Which makes it all the more frustrating when the second half of the episode just flails around aimlessly, squandering absolutely every bit of that goodwill. The narrative is initially set up so that any conflict that crops up is tacitly implied to be on Yuri, as she’s the one who left Kei to handle the case on her own. The idea seems to be a another demonstration of Yuri’s Piscean amorphousness and the ramifications this can have on the series, like it did in “Gotta Do It! Love is What Makes a Woman Explode” and “Something’s Amiss…?! Our Elegant Revenge”: There are moments when even the cinematography seems to depict Yuri slipping out of the story and into an overt fantasy world. The problem is that this time it doesn’t actually follow through with this level of critique, and after the commercial break it feels like the show suddenly remembered Yuri was the breakout character and needed to make her seem cool and hyper competent, and any possible character moments are shoved out the window as Yuri kicks all manner of ass and Kei and Calico are swiftly locked away in a dungeon where they won’t run the risk of cramping her style *and* she gets to rescue them with flare and aplomb while they scream and beg her for help to boot.
(Furthermore, this episode falls down on an ethical level: The thrust of the plot, such as it is, is that the counterfeiters started their operation to avenge the honour of their son, who died being betrayed by a giant banking conglomerate. Everyone is against them for the majority of the episode, despite the narrative bending over backward to make them sympathetic. Kei and Calico frequently slip into a shockingly Judge Dredd style attitude towards crime and punishment, to be, naturally, swayed to the side of reason and compassion by Yuri. There’s even a positively horrid anti-piracy message at the end of the episode where the teaser would normally go.)

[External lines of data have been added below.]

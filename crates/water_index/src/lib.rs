//! Water-quality indices for citizen-science measurements.
//!
//! Four independent calculators turn raw readings into an [`IndexResult`]:
//!
//! * [`BachIndex`]: chemical/physical parameters, weighted geometric mean of
//!   interpolated sub-scores.
//! * [`SaprobicIndex`]: indicator taxa, abundance-weighted mean.
//! * [`TrophicIndex`]: chlorophyll, visible depth and phosphate of standing
//!   water.
//! * [`StructureIndex`]: ten ordinal structure categories of running water.
//!
//! The calculators are pure functions. [`WaterIndexPlugin`] wires them into a
//! Bevy app, recomputing indices of measurement entities when their inputs
//! change.

pub mod bach;
pub mod config;
pub mod error;
pub mod index;
pub mod interpolation;
pub mod measurement;
pub mod parameters;
pub mod saprobic;
pub mod structure;
pub mod trophic;

pub use bach::BachIndex;
pub use config::{IndexConfig, ValidityLevel};
pub use error::{IndexError, TableError};
pub use index::{FlowType, IndexCalculator, IndexKind, IndexResult};
pub use interpolation::{lin_est, LookupTable};
pub use measurement::{
    IndexUpdated, MeasurementIndices, MeasurementParameters, WaterBody, WaterIndexPlugin,
};
pub use parameters::ParameterSet;
pub use saprobic::SaprobicIndex;
pub use structure::{StructuralAssessment, StructureIndex};
pub use trophic::TrophicIndex;
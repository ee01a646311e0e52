//! Trophic index of standing water.
//!
//! Chlorophyll, visible depth and phosphate are each sorted into a trophic
//! class from 1 (oligotroph) to 5 (hypertroph); the index is the weighted
//! mean of the classes found.

use crate::index::{IndexCalculator, IndexKind};
use crate::parameters::{self, ParameterSet};

/// Upper bounds (inclusive) of classes 1..=4 for chlorophyll in µg/l.
const CHLOROPHYLL_BOUNDS: [f64; 4] = [5.4, 9.7, 31.0, 100.0];
/// Lower bounds (inclusive) of classes 1..=4 for visible depth in m.
const VISIBLE_DEPTH_BOUNDS: [f64; 4] = [8.0, 2.0, 0.8, 0.3];
/// Upper bounds (inclusive) of classes 1..=4 for phosphate in mg/l.
const PHOSPHATE_BOUNDS: [f64; 4] = [0.01, 0.03, 0.08, 0.2];

const CHLOROPHYLL_WEIGHT: f64 = 6.0;
const VISIBLE_DEPTH_WEIGHT: f64 = 4.0;
const PHOSPHATE_WEIGHT: f64 = 4.0;

const CHLOROPHYLL_VALIDITY: f64 = 0.6;
const VISIBLE_DEPTH_VALIDITY: f64 = 0.4;
const PHOSPHATE_VALIDITY: f64 = 0.4;

const CLASSES: [(&str, &str); 5] = [
    ("I", "oligotroph"),
    ("II", "mesotroph"),
    ("III", "eutroph"),
    ("IV", "polytroph"),
    ("V", "hypertroph"),
];

/// Higher concentration, higher class.
fn class_ascending(raw: f64, bounds: &[f64; 4]) -> u8 {
    bounds
        .iter()
        .position(|&bound| raw <= bound)
        .map_or(5, |i| i as u8 + 1)
}

/// Deeper visibility, lower class.
fn class_descending(raw: f64, bounds: &[f64; 4]) -> u8 {
    bounds
        .iter()
        .position(|&bound| raw >= bound)
        .map_or(5, |i| i as u8 + 1)
}

pub fn chlorophyll_class(raw: f64) -> u8 {
    class_ascending(raw, &CHLOROPHYLL_BOUNDS)
}

pub fn visible_depth_class(raw: f64) -> u8 {
    class_descending(raw, &VISIBLE_DEPTH_BOUNDS)
}

pub fn phosphate_class(raw: f64) -> u8 {
    class_ascending(raw, &PHOSPHATE_BOUNDS)
}

/// `(class, weight)` of every trophic parameter present.
fn found_classes(params: &ParameterSet) -> Vec<(u8, f64)> {
    let sources: [(&str, fn(f64) -> u8, f64); 3] = [
        (parameters::CHLOROPHYLL, chlorophyll_class, CHLOROPHYLL_WEIGHT),
        (parameters::VISIBLE_DEPTH, visible_depth_class, VISIBLE_DEPTH_WEIGHT),
        (parameters::PHOSPHATE, phosphate_class, PHOSPHATE_WEIGHT),
    ];
    sources
        .into_iter()
        .filter_map(|(id, classify, weight)| params.get(id).map(|raw| (classify(raw), weight)))
        .collect()
}

/// Round to the nearest class, ties to even.
fn class_of(value: f64) -> Option<(&'static str, &'static str)> {
    let rounded = value.round_ties_even();
    if !(1.0..=5.0).contains(&rounded) {
        return None;
    }
    CLASSES.get(rounded as usize - 1).copied()
}

pub struct TrophicIndex;

impl IndexCalculator for TrophicIndex {
    type Input = ParameterSet;

    const KIND: IndexKind = IndexKind::Trophic;

    fn calculate_index(params: &ParameterSet) -> Option<f64> {
        let found = found_classes(params);
        let sum_of_weights: f64 = found.iter().map(|(_, w)| w).sum();
        if sum_of_weights == 0.0 {
            return None;
        }
        let index_sum: f64 = found.iter().map(|&(class, w)| f64::from(class) * w).sum();
        Some(index_sum / sum_of_weights)
    }

    fn calculate_classification(value: f64) -> Option<&'static str> {
        class_of(value).map(|(class, _)| class)
    }

    fn calculate_description(value: f64) -> Option<&'static str> {
        class_of(value).map(|(_, description)| description)
    }

    fn calculate_validity(params: &ParameterSet) -> f64 {
        let mut validity = 0.0;
        if params.contains(parameters::CHLOROPHYLL) {
            validity += CHLOROPHYLL_VALIDITY;
        }
        if params.contains(parameters::VISIBLE_DEPTH) {
            validity += VISIBLE_DEPTH_VALIDITY;
        }
        if params.contains(parameters::PHOSPHATE) {
            validity += PHOSPHATE_VALIDITY;
        }
        f64::min(validity, 1.0)
    }
}
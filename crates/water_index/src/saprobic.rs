//! Saprobic index from macroinvertebrate indicator taxa.
//!
//! Each taxon carries a saprobic value; the index is the abundance-weighted
//! mean of the values of the taxa found.

use crate::index::{IndexCalculator, IndexKind};
use crate::parameters::{self, ParameterSet};

/// Indicator taxa and their saprobic values.
pub static SAPROBIC_INDICATORS: [(&str, f64); 7] = [
    (parameters::PLECOPTERA, 1.3),
    (parameters::ODONATA, 2.0),
    (parameters::HIRUDINEA, 2.5),
    (parameters::GASTROPODA, 2.1),
    (parameters::DIPTERA, 3.0),
    (parameters::AMPHIPODA, 2.0),
    (parameters::TRICHOPTERA, 1.8),
];

/// From this total abundance on, the sample counts as fully valid.
const FULL_VALIDITY_ABUNDANCE: f64 = 15.0;
const VALIDITY_PER_INDIVIDUAL: f64 = 0.07;

/// Ascending class bounds: a value strictly below the bound gets the class.
static CLASSES: [(f64, &str, &str); 7] = [
    (1.5, "I", "unbelastet (oligosaprobe Zone)"),
    (1.8, "I-II", "gering belastet"),
    (2.3, "II", "mäßig belastet (β-mesosaprobe Zone)"),
    (2.7, "II-III", "kritisch belastet"),
    (3.2, "III", "stark verschmutzt (α-mesosaprobe Zone)"),
    (3.5, "III-IV", "sehr stark verschmutzt"),
    (4.0, "IV", "übermäßig verschmutzt (polysaprobe Zone)"),
];

/// `(abundance, saprobic value)` of every indicator taxon found.
fn found_taxa(params: &ParameterSet) -> impl Iterator<Item = (f64, f64)> + '_ {
    SAPROBIC_INDICATORS.iter().filter_map(|&(taxon, saprobic)| {
        params
            .get(taxon)
            .filter(|&abundance| abundance > 0.0)
            .map(|abundance| (abundance, saprobic))
    })
}

/// Sum of the abundances of all indicator taxa found.
pub fn total_abundance(params: &ParameterSet) -> f64 {
    found_taxa(params).map(|(abundance, _)| abundance).sum()
}

pub struct SaprobicIndex;

impl IndexCalculator for SaprobicIndex {
    type Input = ParameterSet;

    const KIND: IndexKind = IndexKind::Saprobic;

    fn calculate_index(params: &ParameterSet) -> Option<f64> {
        let (weighted, total) = found_taxa(params).fold(
            (0.0, 0.0),
            |(weighted, total), (abundance, saprobic)| {
                (weighted + abundance * saprobic, total + abundance)
            },
        );
        (total > 0.0).then(|| weighted / total)
    }

    fn calculate_classification(value: f64) -> Option<&'static str> {
        CLASSES
            .iter()
            .find(|(bound, _, _)| value < *bound)
            .map(|(_, class, _)| *class)
    }

    fn calculate_description(value: f64) -> Option<&'static str> {
        CLASSES
            .iter()
            .find(|(bound, _, _)| value < *bound)
            .map(|(_, _, description)| *description)
    }

    fn calculate_validity(params: &ParameterSet) -> f64 {
        let total = total_abundance(params);
        if total < FULL_VALIDITY_ABUNDANCE {
            (total * VALIDITY_PER_INDIVIDUAL).min(1.0)
        } else {
            1.0
        }
    }
}
//! Measured parameter values keyed by identifier.

use std::collections::BTreeMap;

use bevy::log::warn;
use serde::{Deserialize, Serialize};

use crate::error::IndexError;

// ---------------------------------------------------------------------------
// Identifiers
// ---------------------------------------------------------------------------

pub const TEMPERATURE: &str = "temp";
pub const OXYGEN_SATURATION: &str = "o2";
pub const BOD5: &str = "bsb5";
pub const PH: &str = "ph";
pub const NITRATE: &str = "no3";
pub const PHOSPHATE: &str = "po4";
pub const AMMONIUM: &str = "nh4";
pub const CONDUCTIVITY: &str = "conductivity";
pub const CHLOROPHYLL: &str = "chlorophyll";
pub const VISIBLE_DEPTH: &str = "visdepth";

pub const PLECOPTERA: &str = "plecoptera";
pub const ODONATA: &str = "odonata";
pub const HIRUDINEA: &str = "hirudinea";
pub const GASTROPODA: &str = "gastropoda";
pub const DIPTERA: &str = "diptera";
pub const AMPHIPODA: &str = "amphipoda";
pub const TRICHOPTERA: &str = "trichoptera";

// ---------------------------------------------------------------------------
// ParameterSet
// ---------------------------------------------------------------------------

/// Values of one measurement event. An identifier that is absent was not
/// measured; it is never read as zero.
#[derive(Debug, Clone, Default, PartialEq, Serialize, Deserialize)]
#[serde(transparent)]
pub struct ParameterSet {
    values: BTreeMap<String, f64>,
}

impl ParameterSet {
    pub fn new() -> Self {
        Self::default()
    }

    /// Build from a sequence of readings. A later reading of the same
    /// identifier replaces an earlier one.
    pub fn from_readings<I, K>(readings: I) -> Self
    where
        I: IntoIterator<Item = (K, f64)>,
        K: Into<String>,
    {
        let mut set = Self::new();
        for (id, value) in readings {
            set.insert(id, value);
        }
        set
    }

    /// Parse a flat JSON object such as `{"temp": 14.5, "ph": 7.1}`.
    pub fn from_json(json: &str) -> Result<Self, IndexError> {
        let raw: BTreeMap<String, f64> =
            serde_json::from_str(json).map_err(IndexError::Parameters)?;
        Ok(Self::from_readings(raw))
    }

    /// Builder-style [`insert`](Self::insert).
    pub fn with(mut self, id: impl Into<String>, value: f64) -> Self {
        self.insert(id, value);
        self
    }

    /// Store `value` under `id`. Non-finite values are dropped (the parameter
    /// stays unmeasured) and `false` is returned.
    pub fn insert(&mut self, id: impl Into<String>, value: f64) -> bool {
        let id = id.into();
        if !value.is_finite() {
            warn!("Ignoring non-finite value {} for parameter '{}'", value, id);
            return false;
        }
        self.values.insert(id, value);
        true
    }

    pub fn remove(&mut self, id: &str) -> Option<f64> {
        self.values.remove(id)
    }

    pub fn get(&self, id: &str) -> Option<f64> {
        self.values.get(id).copied()
    }

    pub fn contains(&self, id: &str) -> bool {
        self.values.contains_key(id)
    }

    pub fn len(&self) -> usize {
        self.values.len()
    }

    pub fn is_empty(&self) -> bool {
        self.values.is_empty()
    }

    /// Identifiers in sorted order.
    pub fn identifiers(&self) -> impl Iterator<Item = &str> {
        self.values.keys().map(String::as_str)
    }

    pub fn iter(&self) -> impl Iterator<Item = (&str, f64)> {
        self.values.iter().map(|(k, &v)| (k.as_str(), v))
    }
}

impl<K: Into<String>> FromIterator<(K, f64)> for ParameterSet {
    fn from_iter<I: IntoIterator<Item = (K, f64)>>(iter: I) -> Self {
        Self::from_readings(iter)
    }
}

impl<K: Into<String>> Extend<(K, f64)> for ParameterSet {
    fn extend<I: IntoIterator<Item = (K, f64)>>(&mut self, iter: I) {
        for (id, value) in iter {
            self.insert(id, value);
        }
    }
}

#[cfg(test)]
mod tests {
    use super::*;

    #[test]
    fn test_absent_is_not_zero() {
        let params = ParameterSet::new().with(TEMPERATURE, 0.0);
        assert_eq!(params.get(TEMPERATURE), Some(0.0));
        assert_eq!(params.get(PH), None);
        assert!(!params.contains(PH));
    }

    #[test]
    fn test_later_reading_wins() {
        let params = ParameterSet::from_readings([(PH, 6.5), (TEMPERATURE, 12.0), (PH, 7.2)]);
        assert_eq!(params.len(), 2);
        assert_eq!(params.get(PH), Some(7.2));
    }

    #[test]
    fn test_non_finite_rejected() {
        let mut params = ParameterSet::new();
        assert!(!params.insert(OXYGEN_SATURATION, f64::NAN));
        assert!(!params.insert(OXYGEN_SATURATION, f64::INFINITY));
        assert!(params.is_empty());
        assert!(params.insert(OXYGEN_SATURATION, 95.0));
        assert_eq!(params.len(), 1);
    }

    #[test]
    fn test_identifiers_sorted() {
        let params: ParameterSet = [(PH, 7.0), (BOD5, 2.0), (NITRATE, 5.0)].into_iter().collect();
        let ids: Vec<&str> = params.identifiers().collect();
        assert_eq!(ids, vec!["bsb5", "no3", "ph"]);
    }

    #[test]
    fn test_from_json() {
        let params = ParameterSet::from_json(r#"{"temp": 14.5, "plecoptera": 3}"#).unwrap();
        assert_eq!(params.get(TEMPERATURE), Some(14.5));
        assert_eq!(params.get(PLECOPTERA), Some(3.0));
    }

    #[test]
    fn test_from_json_rejects_non_numeric() {
        let err = ParameterSet::from_json(r#"{"temp": "warm"}"#).unwrap_err();
        assert!(matches!(err, IndexError::Parameters(_)));
    }

    #[test]
    fn test_serde_transparent() {
        let params = ParameterSet::new().with(PH, 7.5);
        let json = serde_json::to_string(&params).unwrap();
        assert_eq!(json, r#"{"ph":7.5}"#);
    }

    #[test]
    fn test_extend_and_remove() {
        let mut params = ParameterSet::new();
        params.extend([(AMMONIUM, 0.1), (PHOSPHATE, 0.2)]);
        assert_eq!(params.remove(AMMONIUM), Some(0.1));
        assert_eq!(params.iter().collect::<Vec<_>>(), vec![("po4", 0.2)]);
    }
}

And the problem this causes is, well, after a number of weeks of this sort of thing I must confess I started to get annoyed and resentful at the way Yuri was being treated in contrast to Kei. And that was the point I realised this episode really, really didn’t work. The moment you turn the audience against either Kei or Yuri is the moment you’ve pretty decisively failed at writing Dirty Pair. As I’ve said a number of times before, I adore Yuri. I adore everything about this series. What I object to is when people put emphasis on one of the Angels at the expense of her partner, especially if it comes about through a pretty obvious misreading. I don’t at all begrudge anyone identifying with Yuri; after all, I’m quite open about my connection to Kei. If she’s your deity, by all means embrace it-That’s a wonderful thing. I just ask any fans and writers to remember that we’re all aspects of the same divine force here. Neglecting to always remember this means you neglect a divine truth, and placing one Angel on a pedestal higher then all others does nothing but harm, and sets you on a path towards the Absolute Children of Heaven.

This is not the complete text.